Linux, and here again, it depends on what kind of support I get from my IT
department. Thanks for the input! Highly appreciated.
Alberto.
-----Original Message-----
From: PeterGV [mailto:xxxxx@osr.com]
Sent: Thursday, October 11, 2001 12:05 PM
To: NT Developers Interest List
Subject: [ntdev] Re: What do we need to know as far as OS techniques go
?
“Moreira, Alberto” wrote in message
news:xxxxx@ntdev…
>
> What do you think they should learn as far as WDM and Kernel Mode
> development is concerned ? What basic skills are needed for young
> professionals to get started in our kernel and driver development world ?

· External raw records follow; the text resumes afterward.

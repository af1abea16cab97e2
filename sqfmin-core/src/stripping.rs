//! The stripping engine
//!
//! Turns SQF source into a shorter equivalent by running four passes in order:
//!
//! 1. [`comments`]: drop line and block comments, copy directive lines as-is
//! 2. [`directives`]: put each `#` line on its own line, join all other lines
//! 3. [`whitespace`]: drop tabs, space runs, trailing blanks and blank lines
//! 4. trim a single leading line feed
//!
//! Every pass is a plain function from text to text, so each can be tested on
//! its own. The whole pipeline is total: there is no input it rejects. Running
//! it on its own output gives the same output back.
//!
//! # Known limitation
//!
//! By default string literals are not special. `"http://x"` loses everything
//! after `http:`, matching the behavior existing build scripts rely on. Set
//! [`StripOptions::string_aware`] to keep quoted text intact.

pub mod comments;
pub mod directives;
pub mod lexer_impl;
pub mod tokens;
pub mod whitespace;

pub use comments::remove_comments;
pub use directives::isolate_directives;
pub use lexer_impl::{tokenize, tokenize_with_spans};
pub use tokens::Token;
pub use whitespace::{collapse_whitespace, trim_leading_newline};

/// Knobs for the stripping pipeline
#[derive(Debug, Clone, Copy, Default, PartialEq, Eq)]
pub struct StripOptions {
    /// Treat `"..."` and `'...'` as literals whose content is never a comment
    pub string_aware: bool,
}

/// Minify `source` with the default options
pub fn strip(source: &str) -> String {
    strip_with(source, &StripOptions::default())
}

/// Minify `source`
pub fn strip_with(source: &str, options: &StripOptions) -> String {
    let uncommented = remove_comments(source, options);
    let isolated = isolate_directives(&uncommented);
    let collapsed = collapse_whitespace(&isolated);
    let output = trim_leading_newline(collapsed);

    tracing::debug!(
        input = source.len(),
        uncommented = uncommented.len(),
        isolated = isolated.len(),
        output = output.len(),
        string_aware = options.string_aware,
        "stripped source"
    );

    output
}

> How far is far enough in a 16-week two-hour-a-week lab course ?
>
Well, I can tell you what you need to know before you come to an OSR
seminar…
Michal Vodicka is right on target:
> They should know about synchronization primitives, processes and
> threads, IPC, interrupts, memory management etc. and now should learn how
> theoretical concepts are implemented on different OSes. Compare and show
how
> to use them and mainly explain why.
To amplify:
- Wait locks versus spin locks
- Threads and processes: What’s these are in the NT world versus the Unix
world
- What we mean by “thread safe”, fully re-entrant, and MP safe (thanks Jean)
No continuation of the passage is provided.